▶ _WHAT THE TASK ASKS_
Identify and pull out each line of the entries in which "usize" occurs.

▶ _MATERIALS PROVIDED_
▽
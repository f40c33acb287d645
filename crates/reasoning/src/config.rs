//! Runtime configuration.
//!
//! A [`Config`] is built once at process start and handed to every component
//! constructor. Sources are layered, later ones winning:
//!
//! 1. built-in defaults
//! 2. an optional YAML file (`--config` or `REASONING_CONFIG`)
//! 3. `REASONING_*` environment variables (plus `DASHSCOPE_API_KEY` / `OPENAI_API_KEY`)
//! 4. command line flags, applied by the binaries

use serde::Deserialize;
use std::fmt;
use std::path::{Path, PathBuf};
use std::str::FromStr;
use std::time::Duration;

use crate::error::{Result, ServiceError};
use crate::retry::{Backoff, RetryPolicy};

const DEFAULT_API_BASE_URL: &str = "https://dashscope.aliyuncs.com/compatible-mode/v1";

/// Bearer credential for the hosted APIs. Never printed.
#[derive(Clone, Default, PartialEq, Eq, Deserialize)]
#[serde(transparent)]
pub struct ApiKey(String);

impl ApiKey {
  pub fn new(key: impl Into<String>) -> Self {
    Self(key.into())
  }

  pub fn expose(&self) -> &str {
    &self.0
  }

  pub fn is_empty(&self) -> bool {
    self.0.trim().is_empty()
  }
}

impl fmt::Debug for ApiKey {
  fn fmt(&self, f: &mut fmt::Formatter<'_>) -> fmt::Result {
    if self.is_empty() {
      f.write_str("ApiKey(<unset>)")
    } else {
      f.write_str("ApiKey(***)")
    }
  }
}

#[derive(Debug, Clone, Copy, PartialEq, Eq, Deserialize)]
#[serde(rename_all = "lowercase")]
pub enum StoreBackend {
  Lancedb,
  Memory,
}

impl Default for StoreBackend {
  fn default() -> Self {
    if cfg!(feature = "lancedb") {
      StoreBackend::Lancedb
    } else {
      StoreBackend::Memory
    }
  }
}

impl FromStr for StoreBackend {
  type Err = ServiceError;

  fn from_str(s: &str) -> Result<Self> {
    match s.trim().to_lowercase().as_str() {
      "lancedb" => Ok(StoreBackend::Lancedb),
      "memory" => Ok(StoreBackend::Memory),
      other => Err(ServiceError::validation(format!(
        "unknown store backend '{other}' (expected 'lancedb' or 'memory')"
      ))),
    }
  }
}

#[derive(Debug, Clone, Deserialize)]
#[serde(default)]
pub struct Config {
  /// Base URL of the OpenAI-compatible API serving both embeddings and chat
  pub api_base_url: String,
  pub api_key: ApiKey,

  pub embedding_model: String,
  /// Requested (and expected) embedding dimension; `None` keeps the model default
  pub embedding_dimensions: Option<usize>,
  pub cache_embeddings: bool,

  pub generation_model: String,
  pub temperature: f32,
  pub max_tokens: u32,

  pub default_top_k: usize,
  /// Results scoring below this are dropped by the retriever
  pub min_similarity: Option<f32>,

  pub request_timeout_secs: u64,
  /// Total attempts per network call, the first one included
  pub max_retries: u32,
  pub backoff_base_ms: u64,
  pub backoff_cap_ms: u64,

  pub max_field_chars: usize,
  pub max_prompt_chars: usize,
  pub max_examples: usize,

  pub store_backend: StoreBackend,
  pub store_path: PathBuf,
  pub table_name: String,
  pub index_concurrency: usize,
}

impl Default for Config {
  fn default() -> Self {
    Self {
      api_base_url: DEFAULT_API_BASE_URL.to_string(),
      api_key: ApiKey::default(),
      embedding_model: "text-embedding-v4".to_string(),
      embedding_dimensions: None,
      cache_embeddings: true,
      generation_model: "qwen3-max".to_string(),
      temperature: 0.7,
      max_tokens: 3000,
      default_top_k: 5,
      min_similarity: None,
      request_timeout_secs: 60,
      max_retries: 3,
      backoff_base_ms: 1_000,
      backoff_cap_ms: 30_000,
      max_field_chars: 4_000,
      max_prompt_chars: 32_000,
      max_examples: 5,
      store_backend: StoreBackend::default(),
      store_path: default_store_path(),
      table_name: "neuroscience".to_string(),
      index_concurrency: 4,
    }
  }
}

impl Config {
  /// Load defaults, then the YAML file (if any), then the process environment.
  pub fn load(path: Option<&Path>) -> Result<Self> {
    let env_path = std::env::var("REASONING_CONFIG").ok().map(PathBuf::from);
    let mut config = match path.map(Path::to_path_buf).or(env_path) {
      Some(path) => Self::from_file(&path)?,
      None => Self::default(),
    };

    config.apply_env(|name| std::env::var(name).ok())?;
    config.validate()?;
    Ok(config)
  }

  pub fn from_file(path: &Path) -> Result<Self> {
    let content = std::fs::read_to_string(path).map_err(|e| {
      ServiceError::validation(format!("cannot read config file {}: {e}", path.display()))
    })?;
    Self::from_yaml(&content)
      .map_err(|e| ServiceError::validation(format!("{}: {}", path.display(), e.message())))
  }

  pub fn from_yaml(content: &str) -> Result<Self> {
    serde_yaml::from_str(content)
      .map_err(|e| ServiceError::validation(format!("invalid config: {e}")))
  }

  /// Apply environment overrides through `lookup`, so tests need not touch the
  /// real process environment.
  pub fn apply_env<F>(&mut self, lookup: F) -> Result<()>
  where
    F: Fn(&str) -> Option<String>,
  {
    let var = |name: &str| lookup(name).filter(|value| !value.trim().is_empty());

    if let Some(key) = var("REASONING_API_KEY")
      .or_else(|| var("DASHSCOPE_API_KEY"))
      .or_else(|| var("OPENAI_API_KEY"))
    {
      self.api_key = ApiKey::new(key);
    }
    if let Some(url) = var("REASONING_API_BASE_URL") {
      self.api_base_url = url;
    }
    if let Some(model) = var("REASONING_EMBEDDING_MODEL") {
      self.embedding_model = model;
    }
    if let Some(value) = var("REASONING_EMBEDDING_DIMENSIONS") {
      self.embedding_dimensions = Some(parse_var("REASONING_EMBEDDING_DIMENSIONS", &value)?);
    }
    if let Some(value) = var("REASONING_CACHE_EMBEDDINGS") {
      self.cache_embeddings = parse_var("REASONING_CACHE_EMBEDDINGS", &value)?;
    }
    if let Some(model) = var("REASONING_GENERATION_MODEL") {
      self.generation_model = model;
    }
    if let Some(value) = var("REASONING_TEMPERATURE") {
      self.temperature = parse_var("REASONING_TEMPERATURE", &value)?;
    }
    if let Some(value) = var("REASONING_MAX_TOKENS") {
      self.max_tokens = parse_var("REASONING_MAX_TOKENS", &value)?;
    }
    if let Some(value) = var("REASONING_TOP_K") {
      self.default_top_k = parse_var("REASONING_TOP_K", &value)?;
    }
    if let Some(value) = var("REASONING_MIN_SIMILARITY") {
      self.min_similarity = Some(parse_var("REASONING_MIN_SIMILARITY", &value)?);
    }
    if let Some(value) = var("REASONING_TIMEOUT_SECS") {
      self.request_timeout_secs = parse_var("REASONING_TIMEOUT_SECS", &value)?;
    }
    if let Some(value) = var("REASONING_MAX_RETRIES") {
      self.max_retries = parse_var("REASONING_MAX_RETRIES", &value)?;
    }
    if let Some(value) = var("REASONING_STORE_BACKEND") {
      self.store_backend = value.parse()?;
    }
    if let Some(path) = var("REASONING_STORE_PATH") {
      self.store_path = PathBuf::from(path);
    }
    if let Some(table) = var("REASONING_TABLE") {
      self.table_name = table;
    }
    Ok(())
  }

  pub fn validate(&self) -> Result<()> {
    if !self.temperature.is_finite() || !(0.0..=1.0).contains(&self.temperature) {
      return Err(ServiceError::validation(format!(
        "temperature must be within [0, 1], got {}",
        self.temperature
      )));
    }
    if self.default_top_k == 0 {
      return Err(ServiceError::validation("default_top_k must be at least 1"));
    }
    if self.max_retries == 0 {
      return Err(ServiceError::validation("max_retries must be at least 1"));
    }
    if self.request_timeout_secs == 0 {
      return Err(ServiceError::validation("request_timeout_secs must be at least 1"));
    }
    if self.embedding_model.trim().is_empty() || self.generation_model.trim().is_empty() {
      return Err(ServiceError::validation("model names must not be empty"));
    }
    if self.api_base_url.trim().is_empty() {
      return Err(ServiceError::validation("api_base_url must not be empty"));
    }
    if self.embedding_dimensions == Some(0) {
      return Err(ServiceError::validation("embedding_dimensions must be positive"));
    }
    if self.max_field_chars == 0 || self.max_prompt_chars == 0 || self.max_examples == 0 {
      return Err(ServiceError::validation("prompt limits must be positive"));
    }
    if let Some(threshold) = self.min_similarity {
      if !(-1.0..=1.0).contains(&threshold) {
        return Err(ServiceError::validation("min_similarity must be within [-1, 1]"));
      }
    }
    if self.index_concurrency == 0 {
      return Err(ServiceError::validation("index_concurrency must be at least 1"));
    }
    Ok(())
  }

  pub fn request_timeout(&self) -> Duration {
    Duration::from_secs(self.request_timeout_secs)
  }

  pub fn retry_policy(&self) -> RetryPolicy {
    RetryPolicy::new(
      self.max_retries,
      self.request_timeout(),
      Backoff::new(
        Duration::from_millis(self.backoff_base_ms),
        Duration::from_millis(self.backoff_cap_ms),
      ),
    )
  }
}

fn parse_var<T: FromStr>(name: &str, value: &str) -> Result<T> {
  value
    .trim()
    .parse()
    .map_err(|_| ServiceError::validation(format!("{name} has an invalid value '{value}'")))
}

/// `~/.reasoning/store`, falling back to `/tmp` without a home directory
fn default_store_path() -> PathBuf {
  dirs::home_dir()
    .unwrap_or_else(|| Path::new("/tmp").to_path_buf())
    .join(".reasoning")
    .join("store")
}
△
▶ _ANSWER TO THE PROBLEM_
  pub embedding_dimensions: Option<usize>,
  pub default_top_k: usize,
  pub max_field_chars: usize,
  pub max_prompt_chars: usize,
  pub max_examples: usize,
  pub index_concurrency: usize,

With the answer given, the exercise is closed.